Tips for anyone else doing this: make sure to order a heating element that includes the outer insulation. Some are sold without it. Also check that the voltage is correct for your unit. Lastly, be careful when disassembling the handle because the ground wire may be spot welded to the metal shaft and can break off easily.
Thanks for the explanation about the heat sensor. The leads pass continuity check so I would have thought there wasn't polarity. Would it matter if polarity was reversed? If -.2mV was sent to the base instead of .2mV would the circuit still read the temperature correctly? As for the power, one wire is connected to the top of the coil and the other the bottom, so measuring the resistance between the two wires should give between 20 and 30 ohms.
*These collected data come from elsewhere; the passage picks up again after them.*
//! Reader for xvg plotting-data files.
//!
//! An xvg file mixes `#` comments, `@` plot directives, `&` series
//! boundaries and whitespace-separated numeric rows. [`read`] returns the
//! numeric content as a [`DataMatrix`] whose columns can be selected and
//! reordered by variable name:
//!
//! ```no_run
//! let data = xvg_lib::read("ss.xvg", Some(&["Coil", "Time (ps)"]), false)?;
//! println!("{} rows", data.nrows());
//! # Ok::<(), xvg_lib::XvgError>(())
//! ```
//!
//! Variable names come from `@ sN legend` directives, or from the axis
//! labels for plain two-column files. Files that write each series as its
//! own `x y` block are reassembled into one matrix sharing the x column.

use std::path::Path;

pub mod blocks;
pub mod directive;
pub mod error;
pub mod file;
pub mod header;
pub mod layout;
pub mod line;
pub mod matrix;
pub mod options;
pub mod text;
pub mod variables;

pub use error::{Result, XvgError};
pub use file::XvgFile;
pub use layout::{FileKind, Layout};
pub use matrix::DataMatrix;
pub use options::{ReadOptions, UnknownVariablePolicy};

/// Read the data of an xvg file.
///
/// With `variable_names`, only those columns are returned, in that order;
/// names the file does not define are left out. With `unpack`, the result
/// is transposed so each variable is a row.
pub fn read(
    path: impl AsRef<Path>,
    variable_names: Option<&[&str]>,
    unpack: bool,
) -> Result<DataMatrix> {
    let mut options = ReadOptions::new().with_unpack(unpack);
    if let Some(names) = variable_names {
        options = options.with_variables(names.iter().copied());
    }
    read_with(path, &options)
}

/// Read the data of an xvg file as described by `options`.
pub fn read_with(path: impl AsRef<Path>, options: &ReadOptions) -> Result<DataMatrix> {
    let data = XvgFile::open(path, options.clone())?.into_data()?;
    Ok(if options.unpack {
        data.transpose()
    } else {
        data
    })
}

#[cfg(test)]
mod tests {
    use super::*;
    use std::io::Write;
    use std::path::PathBuf;
    use tempfile::NamedTempFile;

    fn sample_path(relative: &str) -> PathBuf {
        PathBuf::from(env!("CARGO_MANIFEST_DIR"))
            .parent()
            .and_then(|p| p.parent())
            .expect("workspace root")
            .join(relative)
    }

    fn write_xvg(text: &str) -> NamedTempFile {
        let mut file = NamedTempFile::new().expect("temp file");
        file.write_all(text.as_bytes()).expect("write temp file");
        file
    }

    fn all_samples() -> Vec<PathBuf> {
        ["f0.xvg", "f1.xvg", "f2.xvg", "f2_uniform.xvg"]
            .iter()
            .map(|name| sample_path(&format!("test_data/{name}")))
            .collect()
    }

    #[test]
    fn scenario_two_column_axis_labels() {
        let path = sample_path("test_data/f0.xvg");
        let data = read(&path, None, false).unwrap();
        assert_eq!(
            data.to_rows(),
            vec![vec![0.0, 10.0], vec![1.0, 12.0], vec![2.0, 15.0]]
        );
        let f = XvgFile::open(&path, ReadOptions::default()).unwrap();
        assert_eq!(f.variables(), ["Time (ps)", "Angle (degrees)"]);
    }

    #[test]
    fn scenario_legend_selection() {
        let file = write_xvg(
            "@    xaxis  label \"Time (ps)\"\n\
             @ s0 legend \"Coil\"\n\
             @ s1 legend \"B-Sheet\"\n\
             0 1 2\n\
             1 3 4\n",
        );
        let data = read(file.path(), Some(&["B-Sheet", "Time (ps)"]), false).unwrap();
        assert_eq!(data.to_rows(), vec![vec![2.0, 0.0], vec![4.0, 1.0]]);
    }

    #[test]
    fn scenario_multi_block_unfiltered() {
        let file = write_xvg(
            "@ xaxis label \"x\"\n@ s0 legend \"a\"\n@ s1 legend \"b\"\n\
             @target G0.S0\n0 5\n1 6\n&\n\
             @target G0.S1\n0 7\n1 8\n&\n",
        );
        let data = read(file.path(), None, false).unwrap();
        assert_eq!(data.to_rows(), vec![vec![0.0, 5.0, 7.0], vec![1.0, 6.0, 8.0]]);
    }

    #[test]
    fn full_name_list_matches_unfiltered_read() {
        for path in all_samples() {
            let f = XvgFile::open(&path, ReadOptions::default()).unwrap();
            let names: Vec<&str> = f.variables().iter().map(String::as_str).collect();
            let all = read(&path, None, false).unwrap();
            let named = read(&path, Some(names.as_slice()), false).unwrap();
            assert_eq!(all, named, "{}", path.display());
        }
    }

    #[test]
    fn selection_is_a_column_permutation() {
        let path = sample_path("test_data/f1.xvg");
        let all = read(&path, None, false).unwrap();
        let picked = read(&path, Some(&["Coil", "B-Sheet", "Time (ps)"]), false).unwrap();
        assert_eq!(picked.ncols(), 3);
        assert_eq!(picked.column(0), all.column(2));
        assert_eq!(picked.column(1), all.column(3));
        assert_eq!(picked.column(2), all.column(0));
    }

    #[test]
    fn duplicate_names_repeat_columns() {
        let path = sample_path("test_data/f1.xvg");
        let picked = read(&path, Some(&["Coil", "Coil"]), false).unwrap();
        assert_eq!(picked.column(0), picked.column(1));
    }

    #[test]
    fn unpack_is_transpose() {
        for path in all_samples() {
            let rows = read(&path, None, false).unwrap();
            let cols = read(&path, None, true).unwrap();
            assert_eq!(cols, rows.transpose(), "{}", path.display());
            assert_eq!(cols.to_rows(), rows.columns());
        }
    }

    #[test]
    fn uniform_and_block_files_agree() {
        let blocks = read(sample_path("test_data/f2.xvg"), None, false).unwrap();
        let uniform = read(sample_path("test_data/f2_uniform.xvg"), None, false).unwrap();
        assert!(blocks.approx_eq(&uniform, 1e-12));

        let request: &[&str] = &["res2_TRP", "Time (ps)", "res0_ACE"];
        let blocks = read(sample_path("test_data/f2.xvg"), Some(request), false).unwrap();
        let uniform = read(sample_path("test_data/f2_uniform.xvg"), Some(request), false).unwrap();
        assert!(blocks.approx_eq(&uniform, 1e-12));
        assert_eq!(blocks.row(1), Some(&[171.5, 1.0, 6.0][..]));
    }

    #[test]
    fn unknown_name_is_silently_dropped() {
        let path = sample_path("test_data/f0.xvg");
        let data = read(&path, Some(&["Angle (degrees)", "Structure"]), false).unwrap();
        assert_eq!(data.shape(), (3, 1));
        assert_eq!(data.column(0), Some(vec![10.0, 12.0, 15.0]));

        let none = read(&path, Some(&["Structure"]), false).unwrap();
        assert_eq!(none.shape(), (0, 0));
    }

    #[test]
    fn strict_options_reject_unknown_names() {
        let opts = ReadOptions::new().with_variables(["Structure"]).strict();
        let err = read_with(sample_path("test_data/f0.xvg"), &opts).unwrap_err();
        assert!(matches!(err, XvgError::UnknownVariable { .. }));
    }

    #[test]
    fn first_row_may_carry_a_comment() {
        let file = write_xvg("@ xaxis label \"t\"\n@ yaxis label \"v\"\n0 10 # start\n1 12\n");
        let data = read(file.path(), None, false).unwrap();
        assert_eq!(data.to_rows(), vec![vec![0.0, 10.0], vec![1.0, 12.0]]);
    }

    #[test]
    fn full_scan_option_reaches_the_reader() {
        let path = sample_path("test_data/legends_after_data.xvg");
        let opts = ReadOptions::new()
            .with_variables(["Coil"])
            .with_header_on_top(false);
        let data = read_with(&path, &opts).unwrap();
        assert_eq!(data.to_rows(), vec![vec![5.0], vec![4.0]]);

        let top = ReadOptions::new().with_variables(["Coil"]);
        assert_eq!(read_with(&path, &top).unwrap().shape(), (0, 0));
    }

    #[test]
    fn missing_file_is_io_error() {
        let err = read("/no/such/dir/file.xvg", None, false).unwrap_err();
        assert!(matches!(err, XvgError::Io { .. }));
    }
}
I can't think of any reason for the polarity to matter in this case but maybe I'm wrong.
Hey just a random suggestion, not soldering related but if you buy l-arginine from Walmart and take it daily it will improve blood flow and help steady your hands.
I've dropped the gun twice and it's fell on the floor, the caddy arrangement is poor, thinking of 3d printing something better. Anyway on the 2nd drop it had failed like yours, upon disassembly the paper and element were in pieces, I ordered a replacement element from China, it arrived in an envelope without packing, surprisingly it was ok. Unfortunately the mica insulation paper was not included, I have ordered some. What I noticed when ordering is that there appears to be other models of gun that used far more robust elements, some actually cost less than the element for this model, it would be good to know what element fits what unit, because I feel this model will require attention far too often? It's such a handy go to device, not just for electronics but for odd heating jobs, melting/joining screw posts etc.
@@stevestrivia-bystevewagner4852 I got my tip off with a lot of force and a large pair of pliers. As for the extra pieces included with the unit, I think those are for removing ICs.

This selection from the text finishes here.